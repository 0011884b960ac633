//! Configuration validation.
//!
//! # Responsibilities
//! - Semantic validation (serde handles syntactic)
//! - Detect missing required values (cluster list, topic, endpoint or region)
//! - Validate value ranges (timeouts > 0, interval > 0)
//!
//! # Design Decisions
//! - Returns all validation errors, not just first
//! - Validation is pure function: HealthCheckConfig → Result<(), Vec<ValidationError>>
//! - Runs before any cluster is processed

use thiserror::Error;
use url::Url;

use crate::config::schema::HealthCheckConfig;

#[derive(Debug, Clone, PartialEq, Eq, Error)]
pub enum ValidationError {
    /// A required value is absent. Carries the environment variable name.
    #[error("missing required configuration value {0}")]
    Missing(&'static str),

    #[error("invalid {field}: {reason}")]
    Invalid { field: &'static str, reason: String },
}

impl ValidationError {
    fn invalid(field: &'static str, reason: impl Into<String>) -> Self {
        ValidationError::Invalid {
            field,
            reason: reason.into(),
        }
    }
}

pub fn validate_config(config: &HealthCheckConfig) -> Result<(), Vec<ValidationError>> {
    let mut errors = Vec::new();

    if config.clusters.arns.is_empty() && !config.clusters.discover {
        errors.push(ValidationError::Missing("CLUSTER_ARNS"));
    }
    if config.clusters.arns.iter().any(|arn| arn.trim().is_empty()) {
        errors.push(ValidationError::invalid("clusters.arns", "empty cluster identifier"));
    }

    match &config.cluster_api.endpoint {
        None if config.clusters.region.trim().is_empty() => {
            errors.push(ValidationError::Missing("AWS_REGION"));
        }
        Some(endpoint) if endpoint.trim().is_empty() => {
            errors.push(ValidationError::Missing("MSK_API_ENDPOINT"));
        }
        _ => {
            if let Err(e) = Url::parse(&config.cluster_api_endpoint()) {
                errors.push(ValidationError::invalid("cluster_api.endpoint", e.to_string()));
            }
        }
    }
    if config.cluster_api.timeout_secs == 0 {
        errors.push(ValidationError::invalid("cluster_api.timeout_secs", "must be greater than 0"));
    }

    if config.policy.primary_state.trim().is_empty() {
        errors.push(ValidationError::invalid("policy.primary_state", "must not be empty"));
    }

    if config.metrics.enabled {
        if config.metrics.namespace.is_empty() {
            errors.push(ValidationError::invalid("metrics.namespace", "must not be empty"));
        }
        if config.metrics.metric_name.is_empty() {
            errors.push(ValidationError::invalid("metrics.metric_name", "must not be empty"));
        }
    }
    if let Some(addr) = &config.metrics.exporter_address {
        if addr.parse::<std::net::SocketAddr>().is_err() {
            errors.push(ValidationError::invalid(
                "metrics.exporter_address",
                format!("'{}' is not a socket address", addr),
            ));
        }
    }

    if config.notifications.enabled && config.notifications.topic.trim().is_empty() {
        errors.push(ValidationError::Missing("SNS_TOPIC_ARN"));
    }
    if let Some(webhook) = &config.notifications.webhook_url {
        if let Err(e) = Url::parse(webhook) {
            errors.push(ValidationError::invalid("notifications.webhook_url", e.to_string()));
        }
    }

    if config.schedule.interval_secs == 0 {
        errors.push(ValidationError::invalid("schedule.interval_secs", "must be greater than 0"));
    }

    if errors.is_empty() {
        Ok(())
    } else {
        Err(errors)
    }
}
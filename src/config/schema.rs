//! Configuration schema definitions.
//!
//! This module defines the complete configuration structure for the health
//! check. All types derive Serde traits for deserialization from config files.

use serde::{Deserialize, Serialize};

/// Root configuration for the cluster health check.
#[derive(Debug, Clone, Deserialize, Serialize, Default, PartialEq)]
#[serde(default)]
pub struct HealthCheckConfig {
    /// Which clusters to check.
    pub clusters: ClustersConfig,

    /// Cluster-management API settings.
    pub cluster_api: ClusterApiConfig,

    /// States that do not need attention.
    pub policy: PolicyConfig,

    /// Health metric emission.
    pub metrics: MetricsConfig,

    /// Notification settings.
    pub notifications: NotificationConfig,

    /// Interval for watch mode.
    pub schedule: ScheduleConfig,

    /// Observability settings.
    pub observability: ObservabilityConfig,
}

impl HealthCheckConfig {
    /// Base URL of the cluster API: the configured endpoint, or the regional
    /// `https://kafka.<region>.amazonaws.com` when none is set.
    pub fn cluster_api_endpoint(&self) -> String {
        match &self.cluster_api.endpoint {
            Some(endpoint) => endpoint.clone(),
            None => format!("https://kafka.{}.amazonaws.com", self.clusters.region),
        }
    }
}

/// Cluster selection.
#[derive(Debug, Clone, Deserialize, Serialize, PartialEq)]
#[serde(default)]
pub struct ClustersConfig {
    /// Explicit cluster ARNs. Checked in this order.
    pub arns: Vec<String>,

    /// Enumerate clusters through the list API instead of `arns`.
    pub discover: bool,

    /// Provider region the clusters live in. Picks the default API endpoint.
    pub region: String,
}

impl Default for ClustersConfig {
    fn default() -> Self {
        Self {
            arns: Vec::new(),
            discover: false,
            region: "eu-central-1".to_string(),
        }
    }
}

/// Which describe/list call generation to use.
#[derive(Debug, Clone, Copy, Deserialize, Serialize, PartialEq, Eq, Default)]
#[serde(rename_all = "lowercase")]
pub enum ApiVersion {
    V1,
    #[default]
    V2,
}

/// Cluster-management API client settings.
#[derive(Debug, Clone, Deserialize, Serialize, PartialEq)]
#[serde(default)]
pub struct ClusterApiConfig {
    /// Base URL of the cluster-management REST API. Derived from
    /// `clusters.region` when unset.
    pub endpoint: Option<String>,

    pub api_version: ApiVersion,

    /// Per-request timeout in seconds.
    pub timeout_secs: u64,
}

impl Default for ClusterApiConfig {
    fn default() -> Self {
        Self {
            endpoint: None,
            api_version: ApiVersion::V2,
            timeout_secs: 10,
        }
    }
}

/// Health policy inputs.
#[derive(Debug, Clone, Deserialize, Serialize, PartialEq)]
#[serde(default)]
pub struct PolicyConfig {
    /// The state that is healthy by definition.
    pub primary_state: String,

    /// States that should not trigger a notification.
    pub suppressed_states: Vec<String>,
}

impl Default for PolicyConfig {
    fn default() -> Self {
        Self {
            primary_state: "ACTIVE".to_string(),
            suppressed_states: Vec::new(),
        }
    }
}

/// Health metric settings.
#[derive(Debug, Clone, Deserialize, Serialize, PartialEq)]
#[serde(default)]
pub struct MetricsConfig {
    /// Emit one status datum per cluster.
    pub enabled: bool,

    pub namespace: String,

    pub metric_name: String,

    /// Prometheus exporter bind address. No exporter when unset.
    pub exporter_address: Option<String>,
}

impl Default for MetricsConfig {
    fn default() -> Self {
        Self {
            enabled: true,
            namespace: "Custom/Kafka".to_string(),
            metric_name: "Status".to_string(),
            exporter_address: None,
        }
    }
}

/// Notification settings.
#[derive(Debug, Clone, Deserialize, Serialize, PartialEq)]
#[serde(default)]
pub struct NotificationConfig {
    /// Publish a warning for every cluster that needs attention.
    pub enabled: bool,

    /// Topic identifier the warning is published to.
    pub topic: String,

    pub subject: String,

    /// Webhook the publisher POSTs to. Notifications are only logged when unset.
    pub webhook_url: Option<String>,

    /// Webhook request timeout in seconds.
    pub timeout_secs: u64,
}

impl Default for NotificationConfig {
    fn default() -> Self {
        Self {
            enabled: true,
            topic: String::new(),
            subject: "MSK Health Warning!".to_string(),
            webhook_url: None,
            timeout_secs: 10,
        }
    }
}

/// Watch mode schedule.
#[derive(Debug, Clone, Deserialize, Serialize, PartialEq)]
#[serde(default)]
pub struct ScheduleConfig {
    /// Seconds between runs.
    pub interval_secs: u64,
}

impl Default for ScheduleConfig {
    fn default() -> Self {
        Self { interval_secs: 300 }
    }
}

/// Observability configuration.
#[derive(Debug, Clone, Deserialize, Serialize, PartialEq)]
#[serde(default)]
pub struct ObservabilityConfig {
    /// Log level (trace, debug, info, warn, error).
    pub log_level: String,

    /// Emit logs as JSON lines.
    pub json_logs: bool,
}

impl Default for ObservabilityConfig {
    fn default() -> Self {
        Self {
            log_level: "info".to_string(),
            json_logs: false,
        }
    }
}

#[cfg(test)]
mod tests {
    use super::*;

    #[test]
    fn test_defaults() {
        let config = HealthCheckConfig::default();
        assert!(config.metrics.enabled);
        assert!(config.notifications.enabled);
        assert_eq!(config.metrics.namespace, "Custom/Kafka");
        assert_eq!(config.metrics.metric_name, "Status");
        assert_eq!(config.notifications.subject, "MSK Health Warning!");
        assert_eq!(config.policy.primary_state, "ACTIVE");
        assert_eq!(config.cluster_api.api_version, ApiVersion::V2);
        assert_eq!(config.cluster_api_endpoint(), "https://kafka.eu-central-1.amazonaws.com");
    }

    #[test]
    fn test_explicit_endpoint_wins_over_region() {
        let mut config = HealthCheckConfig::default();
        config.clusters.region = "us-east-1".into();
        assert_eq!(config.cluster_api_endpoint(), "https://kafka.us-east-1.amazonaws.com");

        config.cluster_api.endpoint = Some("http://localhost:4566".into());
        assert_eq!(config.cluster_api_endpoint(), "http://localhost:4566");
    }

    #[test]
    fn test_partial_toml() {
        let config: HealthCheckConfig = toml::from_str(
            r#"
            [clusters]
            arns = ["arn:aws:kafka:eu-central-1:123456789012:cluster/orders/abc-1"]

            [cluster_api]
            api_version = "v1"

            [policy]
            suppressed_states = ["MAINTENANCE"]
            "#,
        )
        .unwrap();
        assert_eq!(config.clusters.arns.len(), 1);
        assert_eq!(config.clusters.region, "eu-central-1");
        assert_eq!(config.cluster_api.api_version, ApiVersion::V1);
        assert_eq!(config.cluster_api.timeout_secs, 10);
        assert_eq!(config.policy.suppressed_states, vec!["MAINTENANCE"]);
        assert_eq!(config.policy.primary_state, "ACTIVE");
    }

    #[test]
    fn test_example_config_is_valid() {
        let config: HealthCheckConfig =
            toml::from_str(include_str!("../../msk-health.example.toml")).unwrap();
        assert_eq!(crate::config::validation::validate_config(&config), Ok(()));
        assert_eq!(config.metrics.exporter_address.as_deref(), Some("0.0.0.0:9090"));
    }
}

# [Exercise objective]
Some lines of the listing may include the string "ScheduleConfig". Tally them and report only the total.

# [Output of the exercise]
3